RECORDS FOR THIS EXERCISE: Begin

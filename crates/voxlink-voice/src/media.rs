//! Microphone seam and the owned local capture stream.

use std::sync::atomic::{AtomicBool, Ordering};
use std::sync::Arc;

use async_trait::async_trait;
use tokio::sync::{broadcast, mpsc};
use tokio::task::JoinHandle;
use tracing::{debug, info, warn};

use voxlink_protocol::PcmFrame;

use crate::error::{MediaAccessError, VoiceResult};
use crate::guard::{Claim, ResourceGuard};

/// Frames buffered per track before a slow consumer starts losing audio
const TRACK_BUFFER_FRAMES: usize = 64;

/// What the caller asks of the microphone
#[derive(Debug, Clone, Copy, PartialEq, Eq)]
pub struct CaptureConstraints {
    pub sample_rate: u32,
    pub channels: u8,
    pub echo_cancellation: bool,
    pub noise_suppression: bool,
    pub auto_gain_control: bool,
}

impl CaptureConstraints {
    pub fn voice(sample_rate: u32) -> Self {
        Self {
            sample_rate,
            channels: 1,
            echo_cancellation: true,
            noise_suppression: true,
            auto_gain_control: true,
        }
    }
}

/// Platform microphone access (cpal, a browser bridge, a test script, ...)
#[async_trait]
pub trait MediaDevices: Send + Sync + 'static {
    /// Open the microphone. Fails with `PermissionDenied` or `NoDevice`.
    async fn open_microphone(
        &self,
        constraints: CaptureConstraints,
    ) -> Result<Box<dyn CaptureSource>, MediaAccessError>;
}

/// A running microphone capture
pub trait CaptureSource: Send + 'static {
    /// Take the frame stream. Returns `None` after the first call.
    fn take_frames(&mut self) -> Option<mpsc::UnboundedReceiver<PcmFrame>>;

    /// Stop the underlying device stream
    fn stop(&mut self);

    /// Human-readable device name
    fn label(&self) -> String;
}

/// The single live microphone stream of a client.
///
/// Holds the capture claim for its whole lifetime; stopping or dropping it
/// releases the device and the claim.
pub struct LocalCaptureStream {
    source: Box<dyn CaptureSource>,
    constraints: CaptureConstraints,
    enabled: Arc<AtomicBool>,
    frames: broadcast::Sender<PcmFrame>,
    pump: Option<JoinHandle<()>>,
    claim: Option<Claim>,
}

impl LocalCaptureStream {
    /// Claim the microphone and open it. Tracks start disabled (muted).
    pub async fn acquire(
        devices: &dyn MediaDevices,
        guard: &ResourceGuard,
        constraints: CaptureConstraints,
    ) -> VoiceResult<Self> {
        let claim = guard.claim_capture()?;
        let mut source = devices.open_microphone(constraints).await?;
        let Some(mut raw) = source.take_frames() else {
            source.stop();
            return Err(MediaAccessError::Device("capture source has no frame stream".into()).into());
        };

        let label = source.label();
        let enabled = Arc::new(AtomicBool::new(false));
        let (frames, _) = broadcast::channel(TRACK_BUFFER_FRAMES);

        let pump_enabled = enabled.clone();
        let pump_frames = frames.clone();
        let pump = tokio::spawn(async move {
            while let Some(frame) = raw.recv().await {
                if pump_enabled.load(Ordering::Relaxed) {
                    // No receivers is fine: nobody is consuming yet
                    let _ = pump_frames.send(frame);
                }
            }
            debug!("Capture frame stream ended");
        });

        info!(
            "Capture stream opened on {label} ({} Hz, {} ch)",
            constraints.sample_rate, constraints.channels
        );

        Ok(Self {
            source,
            constraints,
            enabled,
            frames,
            pump: Some(pump),
            claim: Some(claim),
        })
    }

    pub fn constraints(&self) -> CaptureConstraints {
        self.constraints
    }

    /// A new consumer of the outbound audio
    pub fn track(&self) -> LocalTrack {
        LocalTrack {
            enabled: self.enabled.clone(),
            frames: self.frames.subscribe(),
            constraints: self.constraints,
        }
    }

    /// Mute semantics: frames are only forwarded while enabled
    pub fn set_enabled(&self, enabled: bool) {
        self.enabled.store(enabled, Ordering::Relaxed);
        debug!("Local audio track enabled: {enabled}");
    }

    pub fn is_enabled(&self) -> bool {
        self.enabled.load(Ordering::Relaxed)
    }

    pub fn is_live(&self) -> bool {
        self.claim.is_some()
    }

    /// Stop every track and release the device. Safe to call twice.
    pub fn stop(&mut self) {
        if self.claim.is_none() {
            return;
        }
        self.enabled.store(false, Ordering::Relaxed);
        self.source.stop();
        if let Some(pump) = self.pump.take() {
            pump.abort();
        }
        self.claim = None;
        info!("Capture stream stopped");
    }
}

impl Drop for LocalCaptureStream {
    fn drop(&mut self) {
        self.stop();
    }
}

/// One consumer's view of the local capture
pub struct LocalTrack {
    enabled: Arc<AtomicBool>,
    frames: broadcast::Receiver<PcmFrame>,
    constraints: CaptureConstraints,
}

impl LocalTrack {
    pub fn is_enabled(&self) -> bool {
        self.enabled.load(Ordering::Relaxed)
    }

    pub fn constraints(&self) -> CaptureConstraints {
        self.constraints
    }

    /// Next captured frame, `None` once the capture stream is gone.
    pub async fn next_frame(&mut self) -> Option<PcmFrame> {
        loop {
            match self.frames.recv().await {
                Ok(frame) => return Some(frame),
                Err(broadcast::error::RecvError::Lagged(skipped)) => {
                    warn!("Local track lagged, skipped {skipped} frames");
                }
                Err(broadcast::error::RecvError::Closed) => return None,
            }
        }
    }
}

#[cfg(test)]
mod tests {
    use super::*;
    use std::sync::atomic::AtomicUsize;

    struct FakeSource {
        frames: Option<mpsc::UnboundedReceiver<PcmFrame>>,
        stopped: Arc<AtomicBool>,
    }

    impl CaptureSource for FakeSource {
        fn take_frames(&mut self) -> Option<mpsc::UnboundedReceiver<PcmFrame>> {
            self.frames.take()
        }

        fn stop(&mut self) {
            self.stopped.store(true, Ordering::SeqCst);
        }

        fn label(&self) -> String {
            "fake".into()
        }
    }

    struct FakeDevices {
        feed: std::sync::Mutex<Option<mpsc::UnboundedReceiver<PcmFrame>>>,
        stopped: Arc<AtomicBool>,
        opened: AtomicUsize,
        deny: bool,
    }

    #[async_trait]
    impl MediaDevices for FakeDevices {
        async fn open_microphone(
            &self,
            _constraints: CaptureConstraints,
        ) -> Result<Box<dyn CaptureSource>, MediaAccessError> {
            if self.deny {
                return Err(MediaAccessError::PermissionDenied);
            }
            self.opened.fetch_add(1, Ordering::SeqCst);
            Ok(Box::new(FakeSource {
                frames: self.feed.lock().unwrap().take(),
                stopped: self.stopped.clone(),
            }))
        }
    }

    fn devices(deny: bool) -> (FakeDevices, mpsc::UnboundedSender<PcmFrame>) {
        let (tx, rx) = mpsc::unbounded_channel();
        let devices = FakeDevices {
            feed: std::sync::Mutex::new(Some(rx)),
            stopped: Arc::new(AtomicBool::new(false)),
            opened: AtomicUsize::new(0),
            deny,
        };
        (devices, tx)
    }

    fn frame(value: i16) -> PcmFrame {
        PcmFrame::new(48000, 1, vec![value; 960])
    }

    #[tokio::test(start_paused = true)]
    async fn test_muted_frames_are_not_forwarded() {
        let (devices, feed) = devices(false);
        let guard = ResourceGuard::new();
        let stream = LocalCaptureStream::acquire(&devices, &guard, CaptureConstraints::voice(48000))
            .await
            .unwrap();
        let mut track = stream.track();

        feed.send(frame(1)).unwrap();
        tokio::time::sleep(std::time::Duration::from_millis(10)).await;
        assert!(track.frames.try_recv().is_err());

        stream.set_enabled(true);
        feed.send(frame(2)).unwrap();
        let received = track.next_frame().await.unwrap();
        assert_eq!(received.samples[0], 2);
    }

    #[tokio::test]
    async fn test_stop_releases_claim() {
        let (devices, _feed) = devices(false);
        let guard = ResourceGuard::new();
        let mut stream =
            LocalCaptureStream::acquire(&devices, &guard, CaptureConstraints::voice(48000))
                .await
                .unwrap();
        assert!(guard.capture_held());

        stream.stop();
        stream.stop();
        assert!(!guard.capture_held());
        assert!(devices.stopped.load(Ordering::SeqCst));
        assert!(!stream.is_live());
    }

    #[tokio::test]
    async fn test_denied_permission_leaves_nothing_held() {
        let (devices, _feed) = devices(true);
        let guard = ResourceGuard::new();
        let result =
            LocalCaptureStream::acquire(&devices, &guard, CaptureConstraints::voice(48000)).await;
        assert!(matches!(
            result,
            Err(crate::error::VoiceError::MediaAccess(MediaAccessError::PermissionDenied))
        ));
        assert!(!guard.capture_held());
        assert_eq!(devices.opened.load(Ordering::SeqCst), 0);
    }
}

RECORDS FOR THIS EXERCISE: End

State how many lines of the records hold the string "struct", and nothing else.

5